THE DATA -

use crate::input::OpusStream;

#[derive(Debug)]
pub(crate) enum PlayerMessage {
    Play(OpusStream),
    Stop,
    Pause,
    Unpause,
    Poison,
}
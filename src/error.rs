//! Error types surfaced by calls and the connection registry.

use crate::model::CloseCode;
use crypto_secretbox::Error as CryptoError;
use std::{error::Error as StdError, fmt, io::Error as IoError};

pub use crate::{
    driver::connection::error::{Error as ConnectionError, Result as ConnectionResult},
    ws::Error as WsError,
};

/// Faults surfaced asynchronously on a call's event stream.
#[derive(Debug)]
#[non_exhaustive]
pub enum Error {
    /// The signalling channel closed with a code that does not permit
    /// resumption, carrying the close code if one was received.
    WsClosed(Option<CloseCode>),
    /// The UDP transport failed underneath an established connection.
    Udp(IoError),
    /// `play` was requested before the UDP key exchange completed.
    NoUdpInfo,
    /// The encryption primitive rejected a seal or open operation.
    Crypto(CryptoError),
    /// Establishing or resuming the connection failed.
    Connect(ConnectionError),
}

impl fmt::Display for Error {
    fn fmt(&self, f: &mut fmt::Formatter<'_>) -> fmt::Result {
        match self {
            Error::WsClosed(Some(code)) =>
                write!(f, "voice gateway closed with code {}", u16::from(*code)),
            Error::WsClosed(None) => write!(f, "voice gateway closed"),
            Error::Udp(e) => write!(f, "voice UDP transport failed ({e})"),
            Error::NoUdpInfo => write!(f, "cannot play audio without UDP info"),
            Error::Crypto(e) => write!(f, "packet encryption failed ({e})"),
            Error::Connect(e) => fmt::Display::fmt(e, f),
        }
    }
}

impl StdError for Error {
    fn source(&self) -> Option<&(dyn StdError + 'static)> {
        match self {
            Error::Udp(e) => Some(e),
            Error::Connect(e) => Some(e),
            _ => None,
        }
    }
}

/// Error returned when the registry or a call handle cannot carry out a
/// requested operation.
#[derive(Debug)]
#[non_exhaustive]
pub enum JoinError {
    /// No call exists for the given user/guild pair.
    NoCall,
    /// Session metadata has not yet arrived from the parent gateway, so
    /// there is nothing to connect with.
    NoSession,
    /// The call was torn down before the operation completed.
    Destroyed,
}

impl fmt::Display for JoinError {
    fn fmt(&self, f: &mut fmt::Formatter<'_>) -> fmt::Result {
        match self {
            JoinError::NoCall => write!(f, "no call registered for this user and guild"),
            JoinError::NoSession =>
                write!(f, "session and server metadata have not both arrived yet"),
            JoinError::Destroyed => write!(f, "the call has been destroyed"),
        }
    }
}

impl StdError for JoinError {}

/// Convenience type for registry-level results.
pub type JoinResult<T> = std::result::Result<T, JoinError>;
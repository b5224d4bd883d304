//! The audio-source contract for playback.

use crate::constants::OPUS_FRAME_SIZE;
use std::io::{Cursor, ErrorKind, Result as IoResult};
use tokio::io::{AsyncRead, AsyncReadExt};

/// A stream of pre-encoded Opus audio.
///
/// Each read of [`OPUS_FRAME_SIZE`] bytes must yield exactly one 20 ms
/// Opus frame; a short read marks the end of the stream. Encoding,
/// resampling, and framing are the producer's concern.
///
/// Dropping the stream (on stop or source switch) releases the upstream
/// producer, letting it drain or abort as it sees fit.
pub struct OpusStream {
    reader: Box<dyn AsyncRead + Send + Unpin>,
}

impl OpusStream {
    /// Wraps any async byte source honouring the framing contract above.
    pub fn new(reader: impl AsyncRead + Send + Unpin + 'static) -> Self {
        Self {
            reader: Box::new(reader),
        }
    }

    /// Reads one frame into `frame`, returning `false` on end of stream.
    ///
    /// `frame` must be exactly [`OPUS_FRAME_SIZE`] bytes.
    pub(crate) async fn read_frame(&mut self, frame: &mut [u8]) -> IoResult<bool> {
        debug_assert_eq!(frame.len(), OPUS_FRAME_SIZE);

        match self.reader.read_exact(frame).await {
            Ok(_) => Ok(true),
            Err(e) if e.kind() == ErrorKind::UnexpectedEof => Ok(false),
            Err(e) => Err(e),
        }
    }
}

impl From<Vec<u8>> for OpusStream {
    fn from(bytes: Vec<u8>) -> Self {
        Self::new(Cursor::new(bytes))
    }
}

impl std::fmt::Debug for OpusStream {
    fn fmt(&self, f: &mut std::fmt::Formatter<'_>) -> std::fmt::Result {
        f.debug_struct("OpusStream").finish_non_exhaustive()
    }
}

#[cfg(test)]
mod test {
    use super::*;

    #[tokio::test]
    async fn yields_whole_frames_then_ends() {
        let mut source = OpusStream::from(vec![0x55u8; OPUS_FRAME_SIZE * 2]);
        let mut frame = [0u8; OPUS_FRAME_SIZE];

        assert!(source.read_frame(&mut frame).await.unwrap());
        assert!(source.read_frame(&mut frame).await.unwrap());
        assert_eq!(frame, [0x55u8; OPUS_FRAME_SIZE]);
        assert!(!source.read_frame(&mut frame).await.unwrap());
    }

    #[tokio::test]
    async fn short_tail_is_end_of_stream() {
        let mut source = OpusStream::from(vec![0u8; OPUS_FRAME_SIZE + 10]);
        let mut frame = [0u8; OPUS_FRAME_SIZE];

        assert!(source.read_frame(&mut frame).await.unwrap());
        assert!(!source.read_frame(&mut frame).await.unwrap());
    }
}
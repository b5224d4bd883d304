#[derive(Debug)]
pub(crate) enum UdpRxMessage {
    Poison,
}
...
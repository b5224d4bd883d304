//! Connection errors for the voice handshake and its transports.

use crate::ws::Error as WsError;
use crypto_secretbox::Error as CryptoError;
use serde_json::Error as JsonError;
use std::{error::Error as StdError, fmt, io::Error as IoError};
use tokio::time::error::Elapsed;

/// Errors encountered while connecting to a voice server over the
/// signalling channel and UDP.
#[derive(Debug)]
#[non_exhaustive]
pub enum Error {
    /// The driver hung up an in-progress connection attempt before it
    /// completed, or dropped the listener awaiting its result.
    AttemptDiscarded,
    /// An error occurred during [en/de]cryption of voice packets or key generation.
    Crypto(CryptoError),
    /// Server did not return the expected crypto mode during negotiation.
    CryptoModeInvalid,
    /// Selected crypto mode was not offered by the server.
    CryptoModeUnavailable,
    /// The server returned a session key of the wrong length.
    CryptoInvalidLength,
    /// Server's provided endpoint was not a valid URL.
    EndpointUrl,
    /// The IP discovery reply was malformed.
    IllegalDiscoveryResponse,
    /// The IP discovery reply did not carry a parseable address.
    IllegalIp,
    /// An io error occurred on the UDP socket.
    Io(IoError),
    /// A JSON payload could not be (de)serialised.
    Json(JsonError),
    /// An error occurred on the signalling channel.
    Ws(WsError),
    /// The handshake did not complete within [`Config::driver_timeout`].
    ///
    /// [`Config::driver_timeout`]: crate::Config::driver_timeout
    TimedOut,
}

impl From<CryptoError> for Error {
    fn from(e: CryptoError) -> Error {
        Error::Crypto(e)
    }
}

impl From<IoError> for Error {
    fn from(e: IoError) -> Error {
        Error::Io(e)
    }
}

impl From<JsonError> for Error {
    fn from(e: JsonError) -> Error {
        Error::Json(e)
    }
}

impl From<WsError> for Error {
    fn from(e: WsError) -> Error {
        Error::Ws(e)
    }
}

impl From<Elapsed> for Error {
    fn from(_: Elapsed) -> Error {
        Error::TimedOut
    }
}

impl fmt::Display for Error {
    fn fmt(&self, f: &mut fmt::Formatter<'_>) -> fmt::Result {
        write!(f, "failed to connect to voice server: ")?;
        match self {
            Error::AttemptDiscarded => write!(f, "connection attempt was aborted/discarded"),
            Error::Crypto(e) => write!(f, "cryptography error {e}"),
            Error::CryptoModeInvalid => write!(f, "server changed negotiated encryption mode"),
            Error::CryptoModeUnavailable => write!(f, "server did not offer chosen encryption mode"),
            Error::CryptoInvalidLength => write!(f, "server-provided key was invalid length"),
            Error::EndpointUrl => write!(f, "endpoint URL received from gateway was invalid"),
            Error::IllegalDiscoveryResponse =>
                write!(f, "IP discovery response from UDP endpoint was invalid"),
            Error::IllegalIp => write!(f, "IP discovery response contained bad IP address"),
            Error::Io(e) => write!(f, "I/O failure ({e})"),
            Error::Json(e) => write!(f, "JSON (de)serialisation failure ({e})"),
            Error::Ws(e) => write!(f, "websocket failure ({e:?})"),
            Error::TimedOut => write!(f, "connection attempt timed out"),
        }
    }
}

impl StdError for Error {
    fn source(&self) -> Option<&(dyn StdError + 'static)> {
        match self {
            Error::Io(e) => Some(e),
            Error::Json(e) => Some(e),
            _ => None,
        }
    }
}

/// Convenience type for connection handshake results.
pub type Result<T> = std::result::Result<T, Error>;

ACTIVITY - Each line of the entries where the string "Config" occurs should be shown.

YOUR RESPONSE -
    /// The handshake did not complete within [`Config::driver_timeout`].
    /// [`Config::driver_timeout`]: crate::Config::driver_timeout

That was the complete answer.